To aid communication between Dipsalut and local councils and speed up management and operations, the organisation has created a Local Public Health Information System (SIMSAP). This web application allows the different agents involved in public health programmes (local councils, suppliers and Dipsalut) to share data and carry out operations online, through Dipsalut's Virtual Office. The organisation allows users to carry out operations online in order to maximise flexibility, efficacy and efficiency.

==Training==
In addition to working for and with local councils, Dipsalut dedicates part of its efforts to training the different actors involved in public health services and research in this area.

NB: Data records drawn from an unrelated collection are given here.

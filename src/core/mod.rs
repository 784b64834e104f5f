pub mod client;
pub mod etl;
pub mod fetch;
pub mod flatten;
pub mod pipeline;
pub mod probe;

pub use crate::domain::model::{FetchOutcome, RawObject, Record, ResourceKind, RunReport, Termination};
pub use crate::domain::ports::{Destination, Pipeline};
pub use crate::utils::error::Result;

Twice a year it offers a training programme consisting of a range of free courses, mainly addressed to healthcare professionals and municipal workers. These courses include sessions on controlling noise pollution and managing facilities at risk of transmitting Legionella, training for operators working in drinking water networks, for operational and maintenance crews at public swimming pools, for obtaining a licence to use pesticides and for food handlers, training in psychological first aid and for the urban health parks and networks of healthy itineraries promoters.

==Other actions==
Dipsalut also carries out other activities, such as providing financial support for local bodies and non-profit organisations to help them carry out health promotion actions. It also promotes and/or collaborates in public health initiatives and leads events to foster cooperation between public administrations and socials agents in the region.

Finally, Dipsalut also supports research by creating, in collaboration with the University of Girona, the Chair of Health Promotion which boosts research and the transfer of knowledge.